EXERCISE: Using the records below, count the lines containing "async" and give only the total.

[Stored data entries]
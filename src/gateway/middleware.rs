//! Gateway 中间件

use axum::{extract::Request, middleware::Next, response::Response};
use std::sync::atomic::{AtomicU64, Ordering};
use tracing::Instrument;

/// 全局请求计数器，用于生成 request_id
static REQUEST_COUNTER: AtomicU64 = AtomicU64::new(1);

/// 请求日志中间件
pub async fn request_logger(request: Request, next: Next) -> Response {
    let request_id = REQUEST_COUNTER.fetch_add(1, Ordering::Relaxed);
    let method = request.method().clone();
    let path = request.uri().path().to_string();

    let span = tracing::info_span!(
        "req",
        id = request_id,
        %method,
        %path,
    );

    async move {
        let start = std::time::Instant::now();
        let response = next.run(request).await;
        let latency_ms = start.elapsed().as_millis() as u64;
        let status = response.status().as_u16();

        tracing::info!(status, latency_ms, "done");

        response
    }
    .instrument(span)
    .await
}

TASK ANSWER: 2